PROBLEM
Search the data for "Some". Each line containing it is to be copied.

Stored items
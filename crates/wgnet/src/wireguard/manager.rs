//! WireGuard device and peer operations in the external model.

use super::connection::WireguardConnection;
use super::keys;
use super::link::LinkConnection;
use super::types::{WgAllowedIp, WgDevice, WgDeviceBuilder, WgPeer, WgPeerBuilder};
use crate::codec;
use crate::config::Config;
use crate::error::{Error, Result};
use crate::model::{AllowedIp, Device, DeviceNames, Peer};
use crate::netlink;
use crate::netlink::socket::{NetlinkSocket, Protocol};
use crate::util::ifname;

/// WireGuard device and peer management.
pub trait WireguardAdapter {
    /// Snapshot of one device.
    fn get_device(&self, name: &str) -> Result<Device>;

    /// Names of all WireGuard links.
    fn list_device_names(&self) -> Result<DeviceNames>;

    /// Every WireGuard device.
    fn list_devices(&self) -> Result<Vec<Device>>;

    /// Create a device with a fresh key pair listening on `port`.
    fn create_device(&self, name: &str, port: u16) -> Result<Device>;

    fn delete_device(&self, name: &str) -> Result<()>;

    /// Add a peer with a generated key pair and preshared key.
    ///
    /// The returned peer is the only place the peer's private key appears.
    fn add_peer(&self, name: &str, allowed_ips: &[AllowedIp], keepalive: u16) -> Result<Peer>;

    /// Every peer of a device.
    fn list_peers(&self, name: &str) -> Result<Vec<Peer>>;

    /// Remove the peer with this base64 public key.
    fn delete_peer(&self, name: &str, public_key: &str) -> Result<()>;
}

/// Kernel-backed [`WireguardAdapter`].
///
/// Every operation opens its own netlink sockets and closes them on return.
/// Compound operations are not atomic; callers serialize them.
#[derive(Debug, Clone, Default)]
pub struct WgManager {
    config: Config,
}

impl WgManager {
    pub fn new() -> Self {
        Self::default()
    }

    pub fn with_config(config: Config) -> Self {
        Self { config }
    }

    pub fn config(&self) -> &Config {
        &self.config
    }

    fn socket(&self, protocol: Protocol) -> Result<NetlinkSocket> {
        Ok(NetlinkSocket::new(protocol)
            .map_err(Error::NetlinkSocketFailed)?
            .with_recv_buffer_size(self.config.recv_buffer_size))
    }

    fn genl(&self) -> Result<WireguardConnection> {
        let socket = self.socket(Protocol::Generic)?;
        WireguardConnection::from_socket(socket, &self.config.wireguard_family)
            .map_err(Error::NetlinkSendFailed)
    }

    fn links(&self) -> Result<LinkConnection> {
        Ok(LinkConnection::from_socket(self.socket(Protocol::Route)?))
    }

    /// Any failure to read the device, including a link of another kind,
    /// is `DEV_NOT_FOUND`.
    fn fetch(&self, wg: &WireguardConnection, name: &str) -> Result<WgDevice> {
        wg.get_device(name).map_err(|e| lookup_failed(name, e))
    }
}

impl WireguardAdapter for WgManager {
    fn get_device(&self, name: &str) -> Result<Device> {
        let wg = self.genl()?;
        let device = self.fetch(&wg, name)?;
        Ok(to_device(name, &device))
    }

    fn list_device_names(&self) -> Result<DeviceNames> {
        let links = self
            .links()?
            .list_links()
            .map_err(Error::NetlinkSendFailed)?;
        Ok(links.into_iter().filter_map(|link| link.name).collect())
    }

    fn list_devices(&self) -> Result<Vec<Device>> {
        let names = self.list_device_names()?;
        if names.is_empty() {
            return Ok(Vec::new());
        }

        let wg = self.genl()?;
        let mut devices = Vec::new();
        devices.try_reserve(names.len())?;
        for name in names.iter() {
            let device = self.fetch(&wg, name)?;
            devices.push(to_device(name, &device));
        }
        Ok(devices)
    }

    fn create_device(&self, name: &str, port: u16) -> Result<Device> {
        self.links()?
            .add_link(name)
            .map_err(|source| Error::DevAddFailed {
                name: name.to_string(),
                source,
            })?;

        let wg = self.genl()?;
        let mut device = self.fetch(&wg, name)?;

        let private_key = keys::generate_private_key();
        let public_key = keys::derive_public_key(&private_key);
        let config = WgDeviceBuilder::new()
            .private_key(private_key)
            .listen_port(port);
        wg.set_device(name, &config)
            .map_err(|source| Error::DevSetFailed {
                name: name.to_string(),
                source,
            })?;

        device.private_key = Some(private_key);
        device.public_key = Some(public_key);
        device.listen_port = port;

        tracing::debug!(ifname = name, port, "created WireGuard device");
        Ok(to_device(name, &device))
    }

    fn delete_device(&self, name: &str) -> Result<()> {
        let index = ifname::name_to_index(name)?;
        self.links()?.del_link(index).map_err(|e| {
            if e.is_not_found() {
                Error::dev_not_found(name)
            } else {
                Error::DevDelFailed {
                    name: name.to_string(),
                    source: e,
                }
            }
        })
    }

    fn add_peer(&self, name: &str, allowed_ips: &[AllowedIp], keepalive: u16) -> Result<Peer> {
        let wg = self.genl()?;
        self.fetch(&wg, name)?;

        let private_key = keys::generate_private_key();
        let public_key = keys::derive_public_key(&private_key);
        let preshared_key = keys::generate_preshared_key();

        let mut ips = Vec::new();
        ips.try_reserve(allowed_ips.len())?;
        for entry in allowed_ips {
            match WgAllowedIp::parse(entry.as_str()) {
                Ok(ip) => ips.push(ip),
                Err(e) => tracing::warn!(ifname = name, allowed_ip = %entry, error = %e, "skipping allowed IP"),
            }
        }

        let mut peer = WgPeerBuilder::new(public_key)
            .preshared_key(preshared_key)
            .allowed_ips(ips.iter().copied());
        if keepalive > 0 {
            peer = peer.persistent_keepalive(keepalive);
        }

        wg.set_device(name, &WgDeviceBuilder::new().peer(peer))
            .map_err(|source| Error::DevSetFailed {
                name: name.to_string(),
                source,
            })?;

        tracing::debug!(ifname = name, allowed_ips = ips.len(), keepalive, "added peer");
        Ok(Peer {
            allowed_ips: ips.iter().map(|ip| AllowedIp::new(ip.to_string())).collect(),
            keepalive,
            public_key: keys::encode(&public_key),
            private_key: keys::encode(&private_key),
            preshared_key: keys::encode(&preshared_key),
            ..Default::default()
        })
    }

    fn list_peers(&self, name: &str) -> Result<Vec<Peer>> {
        let wg = self.genl()?;
        let device = self.fetch(&wg, name)?;

        let mut peers = Vec::new();
        peers.try_reserve(device.peers.len())?;
        peers.extend(device.peers.iter().map(to_peer));
        Ok(peers)
    }

    fn delete_peer(&self, name: &str, public_key: &str) -> Result<()> {
        let wg = self.genl()?;
        let device = self.fetch(&wg, name)?;

        let Some(peer) = find_peer(&device, public_key) else {
            return Err(Error::PeerNotFound {
                name: name.to_string(),
                public_key: public_key.to_string(),
            });
        };

        wg.remove_peer(name, peer.public_key)
            .map_err(|source| Error::DevSetFailed {
                name: name.to_string(),
                source,
            })?;

        tracing::debug!(ifname = name, public_key, "deleted peer");
        Ok(())
    }
}

fn lookup_failed(name: &str, e: netlink::Error) -> Error {
    tracing::debug!(ifname = name, error = %e, "WireGuard device lookup failed");
    Error::DevNotFound {
        name: name.to_string(),
        source: Some(e),
    }
}

/// Match on the exact base64 text, as `list_peers` reports it.
fn find_peer<'a>(device: &'a WgDevice, public_key: &str) -> Option<&'a WgPeer> {
    device
        .peers
        .iter()
        .find(|peer| keys::encode(&peer.public_key) == public_key)
}

fn encode_opt(key: Option<&[u8; 32]>) -> String {
    key.map(keys::encode).unwrap_or_default()
}

fn to_device(name: &str, device: &WgDevice) -> Device {
    Device {
        name: device.ifname.clone().unwrap_or_else(|| name.to_string()),
        listen_port: device.listen_port,
        peers: device.peers.len() as u64,
        public_key: encode_opt(device.public_key.as_ref()),
        private_key: encode_opt(device.private_key.as_ref()),
    }
}

fn to_peer(peer: &WgPeer) -> Peer {
    Peer {
        allowed_ips: peer
            .allowed_ips
            .iter()
            .map(|ip| AllowedIp::new(ip.to_string()))
            .collect(),
        endpoint: peer
            .endpoint
            .as_ref()
            .map(codec::format_endpoint)
            .unwrap_or_default(),
        last_handshake: peer.last_handshake_secs(),
        keepalive: peer.persistent_keepalive,
        rx_bytes: peer.rx_bytes,
        tx_bytes: peer.tx_bytes,
        public_key: keys::encode(&peer.public_key),
        private_key: String::new(),
        preshared_key: encode_opt(peer.preshared_key.as_ref()),
    }
}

RESULT
        device.private_key = Some(private_key);
        device.public_key = Some(public_key);
        let Some(peer) = find_peer(&device, public_key) else {
        source: Some(e),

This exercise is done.